Saturday, August 24, 2013

Mohave Indians' Body Paint and Tatooing


The oldest known tattoos were found on the remains of a dude over in Europe on the Italian-Austrian border in 1991.  It's estimated that he was over 5,000 years old.  (That would make him a contemporary of Adam and Eve maybe!!)  Two thousand years ago the Romans named one of the northern tribes of the English Isles, "Picti."  That's translated as "the painted people."  It was about that time that tattoos, then known as stigmata, transitioned from being marks of the upper class to marks indicating the person was a slave, criminal or belonged to a religious sect.  Around 300 A.D.  the Roman Emperor Constantine (the first Christian Emperor of the Roman Empire) banned tattoos because he felt that they disfigured mankind who was created in the image of God.

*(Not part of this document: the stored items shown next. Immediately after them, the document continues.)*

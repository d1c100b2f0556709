use std::fmt;
use std::fs;
use std::io;
use std::path::Path;

use serde::Serialize;

/// Result of a best-effort delete. Deletion failures never abort a scan;
/// they are reported through this value and otherwise ignored.
#[derive(Debug, Clone, PartialEq, Eq, Serialize)]
#[serde(tag = "status", content = "reason", rename_all = "snake_case")]
pub enum DeleteOutcome {
    Deleted,
    /// The file was already gone.
    NotFound,
    PermissionDenied,
    /// Any other I/O failure, with the error text.
    Failed(String),
}

impl DeleteOutcome {
    pub fn is_deleted(&self) -> bool {
        matches!(self, DeleteOutcome::Deleted)
    }
}

impl fmt::Display for DeleteOutcome {
    fn fmt(&self, f: &mut fmt::Formatter<'_>) -> fmt::Result {
        match self {
            DeleteOutcome::Deleted => write!(f, "deleted"),
            DeleteOutcome::NotFound => write!(f, "not found"),
            DeleteOutcome::PermissionDenied => write!(f, "permission denied"),
            DeleteOutcome::Failed(reason) => write!(f, "failed: {}", reason),
        }
    }
}

/// Delete a file, swallowing any failure into the returned outcome.
pub fn delete_file(path: &Path) -> DeleteOutcome {
    match fs::remove_file(path) {
        Ok(()) => {
            log::debug!("Deleted: {}", path.display());
            DeleteOutcome::Deleted
        }
        Err(e) => {
            let outcome = match e.kind() {
                io::ErrorKind::NotFound => DeleteOutcome::NotFound,
                io::ErrorKind::PermissionDenied => DeleteOutcome::PermissionDenied,
                _ => DeleteOutcome::Failed(e.to_string()),
            };
            log::warn!("Could not delete {}: {}", path.display(), outcome);
            outcome
        }
    }
}
//! Recursive file enumeration with size and extension filters.

use std::collections::HashSet;
use std::path::{Path, PathBuf};

use serde::Serialize;
use walkdir::WalkDir;

/// A file found by the walker. `size` is read once here and treated as
/// fixed for the rest of the pass.
#[derive(Debug, Clone, PartialEq, Eq, Serialize)]
pub struct FileRecord {
    pub path: PathBuf,
    pub size: u64,
}

/// Which files the walker yields.
#[derive(Debug, Clone, Default)]
pub struct WalkFilter {
    /// Files smaller than this are skipped.
    pub min_size: u64,
    /// Lowercase extensions without the dot. Empty means every type.
    pub file_types: HashSet<String>,
}

impl WalkFilter {
    fn accepts(&self, path: &Path, size: u64) -> bool {
        if size < self.min_size {
            return false;
        }

        if self.file_types.is_empty() {
            return true;
        }

        match path.extension() {
            Some(ext) => self
                .file_types
                .contains(&ext.to_string_lossy().to_lowercase()),
            None => false,
        }
    }
}

/// Walk each root in order and collect the regular files that pass `filter`.
///
/// Symlinks are not followed. Entries that cannot be read are logged and
/// skipped.
pub fn collect_files(roots: &[PathBuf], filter: &WalkFilter) -> Vec<FileRecord> {
    let mut files = Vec::new();

    for root in roots {
        for entry in WalkDir::new(root).follow_links(false) {
            let entry = match entry {
                Ok(entry) => entry,
                Err(e) => {
                    log::warn!("Skipping unreadable entry under {}: {}", root.display(), e);
                    continue;
                }
            };

            if !entry.file_type().is_file() {
                continue;
            }

            let size = match entry.metadata() {
                Ok(metadata) => metadata.len(),
                Err(e) => {
                    log::warn!("Failed to get metadata for {}: {}", entry.path().display(), e);
                    continue;
                }
            };

            if filter.accepts(entry.path(), size) {
                files.push(FileRecord {
                    path: entry.into_path(),
                    size,
                });
            }
        }
    }

    log::debug!("{} files found matching criteria", files.len());
    files
}
//! Content identity and the first-seen index used for duplicate detection.

use std::collections::HashMap;
use std::path::{Path, PathBuf};

use crate::fingerprint::Fingerprint;

/// `(fingerprint, size)`. Two files are content-identical iff their
/// identities are equal; size stays in the key as an extra collision guard.
#[derive(Debug, Clone, PartialEq, Eq, Hash)]
pub struct Identity {
    pub fingerprint: Fingerprint,
    pub size: u64,
}

impl Identity {
    pub fn new(fingerprint: Fingerprint, size: u64) -> Self {
        Self { fingerprint, size }
    }
}

/// Outcome of [`IdentityIndex::classify`].
#[derive(Debug, Clone, PartialEq, Eq)]
pub enum Classification {
    /// First file seen with this identity. Kept.
    Original,
    /// Another file already holds this identity.
    Duplicate { original: PathBuf },
}

/// Maps each identity to the first path observed with it.
///
/// The index only grows. It is not synchronized; concurrent callers must
/// serialize access so that check-then-insert stays atomic.
#[derive(Debug, Default)]
pub struct IdentityIndex {
    entries: HashMap<Identity, PathBuf>,
}

impl IdentityIndex {
    pub fn new() -> Self {
        Self::default()
    }

    pub fn lookup(&self, identity: &Identity) -> Option<&Path> {
        self.entries.get(identity).map(PathBuf::as_path)
    }

    /// Record `path` as the survivor for `identity` unless one already
    /// exists. Returns `false` and leaves the index untouched otherwise.
    pub fn insert(&mut self, identity: Identity, path: PathBuf) -> bool {
        if self.entries.contains_key(&identity) {
            return false;
        }
        self.entries.insert(identity, path);
        true
    }

    /// Look up `identity` and record `path` if it is new, in one step.
    pub fn classify(&mut self, identity: Identity, path: &Path) -> Classification {
        if let Some(original) = self.lookup(&identity) {
            return Classification::Duplicate {
                original: original.to_path_buf(),
            };
        }
        self.entries.insert(identity, path.to_path_buf());
        Classification::Original
    }

    /// Number of distinct identities seen.
    pub fn len(&self) -> usize {
        self.entries.len()
    }

    pub fn is_empty(&self) -> bool {
        self.entries.is_empty()
    }
}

According to the information in the Kingman museums, the Mohave Indians were sandwiched between the California tribes to the west (which were into body tattoos) and other Indian tribes to the east (which were into body and face paint).  Being clever traders who knew how to blend in, the Mohaves adopted BOTH.  (I suppose that they were ancestors of the Dallas Cowboys' Dion Sanders who wanted to play pro football AND baseball.)  Only the Yuman peoples combined the painting and tattooing.

To make the paint, the Mohaves kneaded deer fat while adding their paint to it.  Then they continued kneading it until the fat was like bread dough.  The paint would last a whole day - unless they sweated.   Red pigment came through trade with the Walapai who found it in their Red Mountain.  The Mohaves traded corn and pumpkins for it. 

The tattooing wasn't a very pleasant thing to get through.  The design was drawn on with charcoal, and then a sliver of stone was used to make skin pricks close together.  When the blood flowed, mesquite or willow charcoal that had been ground into a fine powder would be rubbed into the wound.  It took hours just to do a chin tattoo.  The design used on Olive Oatman was reserved for marking slaves.  (WHAT?!  The white man was not the only ones to have slaves?!  Imagine that!)
(Not my drawings :)
Most Mohaves had tattoos because a person without them would be refused into the "Land of the Dead" and had to "go down a rat hole" instead.  Even so, the tattooing process was so very painful that some refused, preferring the possibility of a rat hole to the certainty of pain.

Today's tattooers use pain killers, so it's not the symbol of strength that it once was.